When employees are exposed to hot temperatures, maintaining a safe work environment can be more challenging than you think. Extreme temperatures affect the body’s natural ability to handle heat and can lead to heat-related illness. Since everyone reacts differently, it is difficult to predict who will be affected by heat and who will not — and at what temperatures.

Encouraging employees to drink fluids and take frequent rest breaks is important, but when the heat is on, it helps to know that engineering controls such as shade, ventilation, air cooling, and shielding from radiant heat sources can play a key role in protecting employees.

Consider the risk factors
When evaluating a hot work environment, there are many personal and environmental risk factors to consider. Hot work environments put a physical strain on employees, especially if they’re not accustomed to working in the heat. In addition, a person’s sensitivity to heat can be affected by physical factors such as age; weight; degree of physical fitness; metabolism; medications; water consumption; caffeine; and medical conditions.

Environmental factors also play a powerful role. Some of these factors include air temperature; humidity; radiant heat; conductive heat sources; clothing; and personal protective equipment.

Balance the heat
There’s more to measuring heat exposure than simply sampling the air temperature. The amount of metabolic energy required to perform a task is a key factor in the body’s ability to handle heat. Tasks are classified as follows:

• Light hand work: writing
• Heavy hand work: typing
• Heavy work with one arm: hammering nails
• Light work with two arms: filing metal, planing wood, or raking
• Moderate work with the body: cleaning the floor
• Heavy work with the body: railroad track laying, digging, or debarking trees.

For the human body to function properly, it is necessary to maintain a core body temperature of 98.6. This requires a constant exchange of heat between a person’s body and the environment. This heat exchange can be affected by air temperature, humidity, skin temperature, air speed, radiant temperature, and the type, amount, and characteristics of the clothing being worn.

Based on NIOSH dry bulb temperature measurements (which measure ambient air with a thermometer) most people feel comfortable at 71.6°F - 77.9°F while performing light work. But as work intensity increases, the air temperature needs to decrease to maintain a comfortable temperature.

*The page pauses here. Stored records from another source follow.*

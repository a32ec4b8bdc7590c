use std::collections::HashMap;

use anyhow::{bail, Result};
use folio_core::transactions::{NewTransaction, Transaction, TransactionType, TransactionUpdate};
use folio_core::users::User;

use crate::context::Context;
use crate::output::{self, Output};

pub struct TradeInput {
    pub asset_id: String,
    pub kind: TransactionType,
    pub quantity: String,
    pub price: String,
    pub fees: Option<String>,
    pub date: Option<String>,
    pub notes: Option<String>,
}

/// Fields to change on an existing trade; `None` keeps the stored value.
pub struct TradeChanges {
    pub asset_id: Option<String>,
    pub kind: Option<TransactionType>,
    pub quantity: Option<String>,
    pub price: Option<String>,
    pub fees: Option<String>,
    pub date: Option<String>,
    pub notes: Option<String>,
}

impl From<TradeChanges> for TransactionUpdate {
    fn from(changes: TradeChanges) -> Self {
        TransactionUpdate {
            asset_id: changes.asset_id,
            transaction_type: changes.kind.map(|k| k.to_string()),
            quantity: changes.quantity.map(Into::into),
            price_per_unit: changes.price.map(Into::into),
            fees: changes.fees.map(Into::into),
            transaction_date: changes.date,
            notes: changes.notes,
        }
    }
}

pub async fn add(ctx: &Context, out: &Output, user: &User, input: TradeInput) -> Result<()> {
    let transaction = ctx
        .transactions
        .create_transaction(
            &user.id,
            NewTransaction {
                asset_id: input.asset_id,
                transaction_type: input.kind,
                quantity: input.quantity.into(),
                price_per_unit: input.price.into(),
                fees: input.fees.map(Into::into),
                transaction_date: input.date,
                notes: input.notes,
            },
        )
        .await?;

    out.emit(&transaction, |tx| {
        format!(
            "Recorded {} of {} @ {} (fees {}) with id {}",
            tx.transaction_type,
            output::quantity(tx.quantity),
            output::money(tx.price_per_unit),
            output::money(tx.fees),
            tx.id
        )
    })
}

pub fn list(
    ctx: &Context,
    out: &Output,
    user: &User,
    symbol: Option<&str>,
    skip: Option<i64>,
    limit: Option<i64>,
) -> Result<()> {
    let transactions = match symbol {
        Some(symbol) => {
            let asset_id = ctx.resolve_asset_id(user, Some(symbol), None)?;
            ctx.transactions
                .list_transactions_for_asset(&asset_id, &user.id)?
        }
        None => ctx.transactions.list_transactions(&user.id, skip, limit)?,
    };

    let symbols: HashMap<String, String> = ctx
        .assets
        .list_all_assets(&user.id)?
        .into_iter()
        .map(|a| (a.id, a.symbol))
        .collect();

    out.emit(&transactions, |transactions| render(transactions, &symbols))
}

pub async fn edit(
    ctx: &Context,
    out: &Output,
    user: &User,
    id: &str,
    changes: TradeChanges,
) -> Result<()> {
    let Some(updated) = ctx
        .transactions
        .update_transaction(id, &user.id, changes.into())
        .await?
    else {
        bail!("Transaction {id} not found");
    };

    out.emit(&updated, |tx| format!("Updated transaction {}", tx.id))
}

pub async fn delete(ctx: &Context, out: &Output, user: &User, id: &str) -> Result<()> {
    if !ctx.transactions.delete_transaction(id, &user.id).await? {
        bail!("Transaction {id} not found");
    }
    out.emit(&serde_json::json!({ "deleted": id }), |_| {
        format!("Deleted transaction {id}")
    })
}

fn render(transactions: &[Transaction], symbols: &HashMap<String, String>) -> String {
    if transactions.is_empty() {
        return "No transactions.".to_string();
    }
    let rows: Vec<Vec<String>> = transactions
        .iter()
        .map(|tx| {
            vec![
                tx.transaction_date.format("%Y-%m-%d %H:%M").to_string(),
                symbols.get(&tx.asset_id).cloned().unwrap_or_default(),
                tx.transaction_type.to_string(),
                output::quantity(tx.quantity),
                output::money(tx.price_per_unit),
                output::money(tx.fees),
                tx.id.clone(),
                tx.notes.clone().unwrap_or_default(),
            ]
        })
        .collect();
    output::table(
        &["DATE", "SYMBOL", "TYPE", "QTY", "PRICE", "FEES", "ID", "NOTES"],
        &rows,
    )
}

For work environments where high humidity and low air speed are factors, NIOSH determined that 86°F is the maximum temperature for light work before performance is affected. For moderate levels of physical work, 82.4°F is the upper limit. Based on wet bulb temperature measurements (which use an instrument to measure humidity), temperatures that reach beyond these threshold values could result in decreased employee performance, increased accidents and heat illness.

Convective heat control
How can you prevent employee exposure to excessive heat and the resultant heat-induced disorders? One way is to modify the air temperature and air movement across the skin. But the amount of heat a body loses also depends on how quickly the air moves over the skin.

If the air temperature is above skin temperature (95°F) consider:

• Reducing air temperature by bringing in outside air or using air conditioning.
• Reducing air movement across the skin to permit sweat to evaporate freely.
• Having employees wear the customary, onelayer of work clothing. If air temperature is below skin temperature (95°F) consider:
• Increasing air movement across the skin through ventilation.
• Reducing the amount of clothing.

Although spot cooling, such as fans or blowers, is an effective approach to controlling body heat, it may interfere with the effectiveness of your ventilating system.

Radiant heat control
Radiant heat comes from the sun and from sources such as high-temperature manufacturing equipment (e.g., radiant ovens). The only engineering approach that can control radiant heat is shielding employees from the source. Examples of shields include metallic reflecting screens, heat reflective clothing and furnace wall insulation. Controlling radiant heat can be accomplished by:

• Relocating, insulating, or cooling the heat source.
• Placing line-of-sight radiant reflective shielding between the heat source and employees.
• Changing how much heat is emitted from the hot surface by applying a coating over the material.

When considering these alternatives, radiant reflective shielding is usually the easiest and most inexpensive solution. Shielding can reduce the heat load by as much as 80 to 85 percent, according to NIOSH.

Evaporative heat control
Heat is lost from the body when sweat evaporates from the skin’s surface. The use of engineering controls can help this natural process. Although fans and blowers are often used, air conditioning equipment is usually required. Be sure to eliminate additional sources of water vapor such as steam leaks from valves and lines and evaporation of water from wet floors. This can reduce overall vapor pressure in the air and increase evaporation of sweat from the skin’s surface.

Use alternative controls
If engineering controls may be impossible or impractical or where the level of environmental heat stress may be unpredictable, consider other solutions to reduce heat stress. There are five types of preventative practices you could use:

• Limit or modify employee exposure to the heat.
• Reduce the level of energy employees must exert to complete a job.
• Acclimate employees to the heat.
• Train employees in safety and health procedures for work in hot environments, including how to recognize warning signs of heat illness.
• Screen employees for heat intolerance.